▶ [What the task requires]
Repeat all of the data precisely.

▶ [Information supplied]
====
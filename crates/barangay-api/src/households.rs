//! Handlers for `/households` endpoints.
//!
//! | Method | Path | Notes |
//! |--------|------|-------|
//! | `GET`  | `/households` | `?search=&purok=&page=` |
//! | `GET`  | `/households/puroks` | |
//! | `GET`  | `/households/create` | Identifier the next household would get |
//! | `POST` | `/households/create` | Body: household form |
//! | `GET`  | `/households/{id}` | Members and residents available to add |
//! | `GET`  | `/households/{id}/edit` | |
//! | `POST` | `/households/{id}/edit` | |
//! | `POST` | `/households/{id}/delete` | Soft delete; members keep their link |
//! | `POST` | `/households/{id}/members` | Body: `{"resident":1,"relationship_to_head":"Son"}` |

use std::sync::Arc;

use axum::{
  Extension, Json,
  extract::{Path, Query, State},
  http::StatusCode,
  response::IntoResponse,
};
use barangay_core::{
  form::{HouseholdForm, MemberForm},
  household::HouseholdView,
  ident::EntityKind,
  query::{HouseholdQuery, Page, Scope, non_blank},
  staff::Staff,
  store::RegistryStore,
};
use serde::{Deserialize, Serialize};
use serde_json::json;

use crate::{
  error::ApiError,
  residents::{ResidentView, page_param},
};

// ─── Views ───────────────────────────────────────────────────────────────────

#[derive(Debug, Serialize)]
pub struct HouseholdSummary {
  #[serde(flatten)]
  pub household:    HouseholdView,
  pub label:        String,
  pub full_address: String,
}

impl From<HouseholdView> for HouseholdSummary {
  fn from(household: HouseholdView) -> Self {
    Self {
      label: household.label(),
      full_address: household.household.full_address(),
      household,
    }
  }
}

#[derive(Debug, Serialize)]
pub struct HouseholdDetail {
  #[serde(flatten)]
  pub household:           HouseholdSummary,
  pub members:             Vec<ResidentView>,
  /// Active residents not yet in any household.
  pub available_residents: Vec<ResidentView>,
}

async fn active_household<S: RegistryStore>(
  store: &S,
  id: i64,
) -> Result<HouseholdView, ApiError> {
  store
    .get_household(id, Scope::Active)
    .await
    .map_err(ApiError::store)?
    .ok_or_else(|| barangay_core::Error::not_found(EntityKind::Household, id).into())
}

// ─── List ────────────────────────────────────────────────────────────────────

#[derive(Debug, Default, Deserialize)]
#[serde(default)]
pub struct ListParams {
  pub search: Option<String>,
  pub purok:  Option<String>,
  pub page:   Option<String>,
}

/// `GET /households`
pub async fn list<S: RegistryStore>(
  State(store): State<Arc<S>>,
  Query(params): Query<ListParams>,
) -> Result<Json<Page<HouseholdSummary>>, ApiError> {
  let query = HouseholdQuery {
    search: non_blank(params.search),
    purok: non_blank(params.purok),
    page: page_param(params.page),
    ..Default::default()
  };

  let page = store.list_households(&query).await.map_err(ApiError::store)?;
  Ok(Json(page.map(HouseholdSummary::from)))
}

/// `GET /households/puroks`
pub async fn puroks<S: RegistryStore>(
  State(store): State<Arc<S>>,
) -> Result<Json<Vec<String>>, ApiError> {
  Ok(Json(store.household_puroks().await.map_err(ApiError::store)?))
}

// ─── Create ──────────────────────────────────────────────────────────────────

/// `GET /households/create`
pub async fn new_form<S: RegistryStore>(
  State(store): State<Arc<S>>,
) -> Result<impl IntoResponse, ApiError> {
  let next_id = store
    .next_id(EntityKind::Household)
    .await
    .map_err(ApiError::store)?;
  let residents = store.unassigned_residents().await.map_err(ApiError::store)?;
  Ok(Json(json!({
    "next_id": next_id,
    "available_residents": residents.into_iter().map(ResidentView::from).collect::<Vec<_>>(),
  })))
}

/// `POST /households/create`
pub async fn create<S: RegistryStore>(
  State(store): State<Arc<S>>,
  Extension(staff): Extension<Staff>,
  Json(form): Json<HouseholdForm>,
) -> Result<impl IntoResponse, ApiError> {
  let input = form.into_new(Some(staff.id))?;
  let household = store.create_household(input).await.map_err(ApiError::store)?;

  tracing::info!(
    household_id = %household.household.household_id,
    staff = %staff.username,
    "household created"
  );

  let message = format!(
    "Household {} created successfully!",
    household.household.household_id
  );
  Ok((
    StatusCode::CREATED,
    Json(json!({ "message": message, "household": HouseholdSummary::from(household) })),
  ))
}

// ─── Detail ──────────────────────────────────────────────────────────────────

/// `GET /households/{id}`
pub async fn detail<S: RegistryStore>(
  State(store): State<Arc<S>>,
  Path(id): Path<i64>,
) -> Result<Json<HouseholdDetail>, ApiError> {
  let household = active_household(store.as_ref(), id).await?;
  let members = store.household_members(id).await.map_err(ApiError::store)?;
  let available = store.unassigned_residents().await.map_err(ApiError::store)?;

  Ok(Json(HouseholdDetail {
    household:           household.into(),
    members:             members.into_iter().map(ResidentView::from).collect(),
    available_residents: available.into_iter().map(ResidentView::from).collect(),
  }))
}

// ─── Edit ────────────────────────────────────────────────────────────────────

/// `GET /households/{id}/edit`
pub async fn edit_form<S: RegistryStore>(
  State(store): State<Arc<S>>,
  Path(id): Path<i64>,
) -> Result<Json<HouseholdSummary>, ApiError> {
  Ok(Json(active_household(store.as_ref(), id).await?.into()))
}

/// `POST /households/{id}/edit`; a `household_id` in the body is ignored.
pub async fn update<S: RegistryStore>(
  State(store): State<Arc<S>>,
  Extension(staff): Extension<Staff>,
  Path(id): Path<i64>,
  Json(form): Json<HouseholdForm>,
) -> Result<impl IntoResponse, ApiError> {
  let fields = form.validate()?;
  let household = store.update_household(id, fields).await.map_err(ApiError::store)?;

  tracing::info!(
    household_id = %household.household.household_id,
    staff = %staff.username,
    "household updated"
  );

  let message = format!(
    "Household {} updated successfully!",
    household.household.household_id
  );
  Ok(Json(json!({ "message": message, "household": HouseholdSummary::from(household) })))
}

// ─── Delete ──────────────────────────────────────────────────────────────────

/// `POST /households/{id}/delete`
pub async fn delete<S: RegistryStore>(
  State(store): State<Arc<S>>,
  Extension(staff): Extension<Staff>,
  Path(id): Path<i64>,
) -> Result<impl IntoResponse, ApiError> {
  let household = active_household(store.as_ref(), id).await?;
  store.deactivate_household(id).await.map_err(ApiError::store)?;

  tracing::info!(
    household_id = %household.household.household_id,
    staff = %staff.username,
    "household deactivated"
  );

  let message = format!(
    "Household {} has been deactivated.",
    household.household.household_id
  );
  Ok(Json(json!({ "message": message })))
}

// ─── Members ─────────────────────────────────────────────────────────────────

/// `POST /households/{id}/members`
pub async fn add_member<S: RegistryStore>(
  State(store): State<Arc<S>>,
  Extension(staff): Extension<Staff>,
  Path(id): Path<i64>,
  Json(form): Json<MemberForm>,
) -> Result<impl IntoResponse, ApiError> {
  let assignment = form.validate()?;
  let household = active_household(store.as_ref(), id).await?;
  let resident = store
    .assign_household(assignment.resident, Some(id), assignment.relationship_to_head)
    .await
    .map_err(ApiError::store)?;

  tracing::info!(
    household_id = %household.household.household_id,
    resident_id = %resident.resident_id,
    staff = %staff.username,
    "household member added"
  );

  let message = format!(
    "{} added to household {}.",
    resident.full_name(),
    household.household.household_id
  );
  let member_count = store.member_count(id).await.map_err(ApiError::store)?;
  Ok(Json(json!({
    "message": message,
    "resident": ResidentView::from(resident),
    "member_count": member_count,
  })))
}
====
▶ [Exercise response]
filename crates/barangay-api/src/households.rs
//! Handlers for `/households` endpoints.
//!
//! | Method | Path | Notes |
//! |--------|------|-------|
//! | `GET`  | `/households` | `?search=&purok=&page=` |
//! | `GET`  | `/households/puroks` | |
//! | `GET`  | `/households/create` | Identifier the next household would get |
//! | `POST` | `/households/create` | Body: household form |
//! | `GET`  | `/households/{id}` | Members and residents available to add |
//! | `GET`  | `/households/{id}/edit` | |
//! | `POST` | `/households/{id}/edit` | |
//! | `POST` | `/households/{id}/delete` | Soft delete; members keep their link |
//! | `POST` | `/households/{id}/members` | Body: `{"resident":1,"relationship_to_head":"Son"}` |

use std::sync::Arc;

use axum::{
  Extension, Json,
  extract::{Path, Query, State},
  http::StatusCode,
  response::IntoResponse,
};
use barangay_core::{
  form::{HouseholdForm, MemberForm},
  household::HouseholdView,
  ident::EntityKind,
  query::{HouseholdQuery, Page, Scope, non_blank},
  staff::Staff,
  store::RegistryStore,
};
use serde::{Deserialize, Serialize};
use serde_json::json;

use crate::{
  error::ApiError,
  residents::{ResidentView, page_param},
};

// ─── Views ───────────────────────────────────────────────────────────────────

#[derive(Debug, Serialize)]
pub struct HouseholdSummary {
  #[serde(flatten)]
  pub household:    HouseholdView,
  pub label:        String,
  pub full_address: String,
}

impl From<HouseholdView> for HouseholdSummary {
  fn from(household: HouseholdView) -> Self {
    Self {
      label: household.label(),
      full_address: household.household.full_address(),
      household,
    }
  }
}

#[derive(Debug, Serialize)]
pub struct HouseholdDetail {
  #[serde(flatten)]
  pub household:           HouseholdSummary,
  pub members:             Vec<ResidentView>,
  /// Active residents not yet in any household.
  pub available_residents: Vec<ResidentView>,
}

async fn active_household<S: RegistryStore>(
  store: &S,
  id: i64,
) -> Result<HouseholdView, ApiError> {
  store
    .get_household(id, Scope::Active)
    .await
    .map_err(ApiError::store)?
    .ok_or_else(|| barangay_core::Error::not_found(EntityKind::Household, id).into())
}

// ─── List ────────────────────────────────────────────────────────────────────

#[derive(Debug, Default, Deserialize)]
#[serde(default)]
pub struct ListParams {
  pub search: Option<String>,
  pub purok:  Option<String>,
  pub page:   Option<String>,
}

/// `GET /households`
pub async fn list<S: RegistryStore>(
  State(store): State<Arc<S>>,
  Query(params): Query<ListParams>,
) -> Result<Json<Page<HouseholdSummary>>, ApiError> {
  let query = HouseholdQuery {
    search: non_blank(params.search),
    purok: non_blank(params.purok),
    page: page_param(params.page),
    ..Default::default()
  };

  let page = store.list_households(&query).await.map_err(ApiError::store)?;
  Ok(Json(page.map(HouseholdSummary::from)))
}

/// `GET /households/puroks`
pub async fn puroks<S: RegistryStore>(
  State(store): State<Arc<S>>,
) -> Result<Json<Vec<String>>, ApiError> {
  Ok(Json(store.household_puroks().await.map_err(ApiError::store)?))
}

// ─── Create ──────────────────────────────────────────────────────────────────

/// `GET /households/create`
pub async fn new_form<S: RegistryStore>(
  State(store): State<Arc<S>>,
) -> Result<impl IntoResponse, ApiError> {
  let next_id = store
    .next_id(EntityKind::Household)
    .await
    .map_err(ApiError::store)?;
  let residents = store.unassigned_residents().await.map_err(ApiError::store)?;
  Ok(Json(json!({
    "next_id": next_id,
    "available_residents": residents.into_iter().map(ResidentView::from).collect::<Vec<_>>(),
  })))
}

/// `POST /households/create`
pub async fn create<S: RegistryStore>(
  State(store): State<Arc<S>>,
  Extension(staff): Extension<Staff>,
  Json(form): Json<HouseholdForm>,
) -> Result<impl IntoResponse, ApiError> {
  let input = form.into_new(Some(staff.id))?;
  let household = store.create_household(input).await.map_err(ApiError::store)?;

  tracing::info!(
    household_id = %household.household.household_id,
    staff = %staff.username,
    "household created"
  );

  let message = format!(
    "Household {} created successfully!",
    household.household.household_id
  );
  Ok((
    StatusCode::CREATED,
    Json(json!({ "message": message, "household": HouseholdSummary::from(household) })),
  ))
}

// ─── Detail ──────────────────────────────────────────────────────────────────

/// `GET /households/{id}`
pub async fn detail<S: RegistryStore>(
  State(store): State<Arc<S>>,
  Path(id): Path<i64>,
) -> Result<Json<HouseholdDetail>, ApiError> {
  let household = active_household(store.as_ref(), id).await?;
  let members = store.household_members(id).await.map_err(ApiError::store)?;
  let available = store.unassigned_residents().await.map_err(ApiError::store)?;

  Ok(Json(HouseholdDetail {
    household:           household.into(),
    members:             members.into_iter().map(ResidentView::from).collect(),
    available_residents: available.into_iter().map(ResidentView::from).collect(),
  }))
}

// ─── Edit ────────────────────────────────────────────────────────────────────

/// `GET /households/{id}/edit`
pub async fn edit_form<S: RegistryStore>(
  State(store): State<Arc<S>>,
  Path(id): Path<i64>,
) -> Result<Json<HouseholdSummary>, ApiError> {
  Ok(Json(active_household(store.as_ref(), id).await?.into()))
}

/// `POST /households/{id}/edit`; a `household_id` in the body is ignored.
pub async fn update<S: RegistryStore>(
  State(store): State<Arc<S>>,
  Extension(staff): Extension<Staff>,
  Path(id): Path<i64>,
  Json(form): Json<HouseholdForm>,
) -> Result<impl IntoResponse, ApiError> {
  let fields = form.validate()?;
  let household = store.update_household(id, fields).await.map_err(ApiError::store)?;

  tracing::info!(
    household_id = %household.household.household_id,
    staff = %staff.username,
    "household updated"
  );

  let message = format!(
    "Household {} updated successfully!",
    household.household.household_id
  );
  Ok(Json(json!({ "message": message, "household": HouseholdSummary::from(household) })))
}

// ─── Delete ──────────────────────────────────────────────────────────────────

/// `POST /households/{id}/delete`
pub async fn delete<S: RegistryStore>(
  State(store): State<Arc<S>>,
  Extension(staff): Extension<Staff>,
  Path(id): Path<i64>,
) -> Result<impl IntoResponse, ApiError> {
  let household = active_household(store.as_ref(), id).await?;
  store.deactivate_household(id).await.map_err(ApiError::store)?;

  tracing::info!(
    household_id = %household.household.household_id,
    staff = %staff.username,
    "household deactivated"
  );

  let message = format!(
    "Household {} has been deactivated.",
    household.household.household_id
  );
  Ok(Json(json!({ "message": message })))
}

// ─── Members ─────────────────────────────────────────────────────────────────

/// `POST /households/{id}/members`
pub async fn add_member<S: RegistryStore>(
  State(store): State<Arc<S>>,
  Extension(staff): Extension<Staff>,
  Path(id): Path<i64>,
  Json(form): Json<MemberForm>,
) -> Result<impl IntoResponse, ApiError> {
  let assignment = form.validate()?;
  let household = active_household(store.as_ref(), id).await?;
  let resident = store
    .assign_household(assignment.resident, Some(id), assignment.relationship_to_head)
    .await
    .map_err(ApiError::store)?;

  tracing::info!(
    household_id = %household.household.household_id,
    resident_id = %resident.resident_id,
    staff = %staff.username,
    "household member added"
  );

  let message = format!(
    "{} added to household {}.",
    resident.full_name(),
    household.household.household_id
  );
  let member_count = store.member_count(id).await.map_err(ApiError::store)?;
  Ok(Json(json!({
    "message": message,
    "resident": ResidentView::from(resident),
    "member_count": member_count,
  })))
}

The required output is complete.